Nigerian government moves against officials in the state run oil companies have not affected market sentiment. The strike in the Nigerian industry, now entering its tenth week, has had no new effect on export volumes which continue to run at around 1.5 million barrels a day (b/d).

Despite the price slide in August oil is still higher than it was at this time last year. The OPEC basket of crude oils, having fallen by $1.30 a barrel since mid-July, averaged $16.70 a barrel in the third week of August which was $0.40 a barrel higher than a year ago. Unless there is further disruption from Nigeria or other unexpected negative news, analysts expect oil prices to continue in a lower, less volatile range during September.

Figures for US oil imports during the first half of 1994 show a general decline in imports from OPEC countries and from Saudi Arabia in particular.
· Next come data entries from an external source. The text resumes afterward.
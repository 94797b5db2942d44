/// 新規経費報告機能モジュール
///
/// - 領収書ファイルの拡張子バリデーション
/// - 作成フローの状態とフォーム入力モデル
/// - 新規作成画面のコントローラー
pub mod controller;
pub mod models;
pub mod validation;

pub use controller::NewBillController;
pub use models::{FileChangeEvent, FileOutcome, FlowState, NewBillForm, UploadState};
pub use validation::{validate_receipt_extension, ALLOWED_EXTENSIONS, INVALID_EXTENSION_MESSAGE};
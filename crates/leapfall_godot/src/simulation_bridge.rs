//! SimulationBridge — мост Godot ↔ ECS (leapfall_simulation)
//!
//! # Архитектура
//! - Autoload node `/root/SimulationBridge`: Bevy App переживает смену сцен
//!   (jump budget, current session, menu flow)
//! - Каждый frame: Godot delta → `TimeUpdateStrategy` → `app.update()`
//! - `MainMenu` / `PlayerHud` / `ShakeCamera` шлют input events
//!   (`send_event`), забирают output events (`drain_events`) и читают
//!   resources/components через `world()`
//!
//! process_priority = -100: ECS тикает раньше UI nodes в том же frame,
//! поэтому команды от nodes применяются на ближайшем tick.

use std::time::Duration;

use bevy::app::App;
use bevy::ecs::event::{Event, Events};
use bevy::ecs::world::World;
use bevy::time::TimeUpdateStrategy;
use godot::classes::{INode, Node};
use godot::prelude::*;
use leapfall_simulation::{
    create_headless_app, logger, GameplayConfig, RonSaveService, SaveServiceRes, SimulationPlugin,
};

use crate::config::{globalize, load_gameplay_config};

/// Путь autoload по умолчанию (Project Settings → Autoload)
pub const DEFAULT_BRIDGE_PATH: &str = "/root/SimulationBridge";

#[derive(GodotClass)]
#[class(base=Node)]
pub struct SimulationBridge {
    base: Base<Node>,

    /// Bevy ECS App (HUD + camera shake + menu)
    simulation: Option<App>,
}

#[godot_api]
impl INode for SimulationBridge {
    fn init(base: Base<Node>) -> Self {
        Self {
            base,
            simulation: None,
        }
    }

    fn ready(&mut self) {
        crate::logger::install();

        let config = load_gameplay_config();
        let save_path = globalize(&config.menu.save_path);

        let mut app = create_headless_app();
        app.insert_resource(config);
        app.insert_resource(SaveServiceRes(Box::new(RonSaveService::new(&save_path))));
        app.add_plugins(SimulationPlugin);
        self.simulation = Some(app);

        self.base_mut().set_process_priority(-100);

        logger::log(&format!(
            "✅ SimulationBridge ready (save file: {})",
            save_path.display()
        ));
    }

    fn process(&mut self, delta: f64) {
        let Some(app) = &mut self.simulation else {
            return;
        };

        // Godot delta → Bevy Time (replenish blends, camera shake)
        app.insert_resource(TimeUpdateStrategy::ManualDuration(Duration::from_secs_f64(
            delta.max(0.0),
        )));
        app.update();
    }
}

#[godot_api]
impl SimulationBridge {
    #[func]
    pub fn is_running(&self) -> bool {
        self.simulation.is_some()
    }
}

impl SimulationBridge {
    pub fn world(&self) -> Option<&World> {
        self.simulation.as_ref().map(|app| app.world())
    }

    pub fn world_mut(&mut self) -> Option<&mut World> {
        self.simulation.as_mut().map(|app| app.world_mut())
    }

    /// Config, с которым собрана симуляция (default если App ещё нет)
    pub fn gameplay_config(&self) -> GameplayConfig {
        self.world()
            .and_then(|world| world.get_resource::<GameplayConfig>())
            .cloned()
            .unwrap_or_default()
    }

    /// Input event в ECS (обработается на ближайшем `app.update()`)
    pub fn send_event<E: Event>(&mut self, event: E) {
        let Some(app) = &mut self.simulation else {
            logger::log_error("❌ SimulationBridge: simulation not initialized");
            return;
        };

        app.world_mut().send_event(event);
    }

    /// Забрать output events (у каждого типа ровно один Godot consumer)
    pub fn drain_events<E: Event>(&mut self) -> Vec<E> {
        let Some(world) = self.world_mut() else {
            return Vec::new();
        };
        let Some(mut events) = world.get_resource_mut::<Events<E>>() else {
            return Vec::new();
        };

        let drained: Vec<E> = events.drain().collect();
        drained
    }
}

/// Найти SimulationBridge по пути (ошибка в лог, если autoload не настроен)
pub fn find_bridge(node: &Node, path: &NodePath) -> Option<Gd<SimulationBridge>> {
    let bridge = node.try_get_node_as::<SimulationBridge>(path);
    if bridge.is_none() {
        logger::log_error(&format!(
            "❌ SimulationBridge not found at '{}' - add it as autoload in Project Settings",
            path
        ));
    }
    bridge
}

/// `f(&mut bridge)` если bridge найден
pub fn with_bridge<R>(
    bridge: &mut Option<Gd<SimulationBridge>>,
    f: impl FnOnce(&mut SimulationBridge) -> R,
) -> Option<R> {
    let bridge = bridge.as_mut()?;
    let mut guard = bridge.bind_mut();
    Some(f(&mut guard))
}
Total US petroleum imports were 3 per cent up on last year at 8.709 million b/d during the first six months but imports from Saudi Arabia were down by 16.7 per cent at 1.325 million b/d. Total OPEC supplies declined by 7 per cent to 4.153 million b/d. The kingdom is still the largest US supplier, followed by Venezuela and Canada. In contrast, Kuwait has rebuilt its US market and supplied an average of 324,000 million b/d during the period, an increase of 43.6 per cent from a year ago. Analysts say the changing pattern of US imports reflects strategic shifts by both buyers and sellers. The US is expected to continue to buy more oil from the Americas while Gulf producers will be pushing more volume to Japan and China where margins are higher than in the US trade.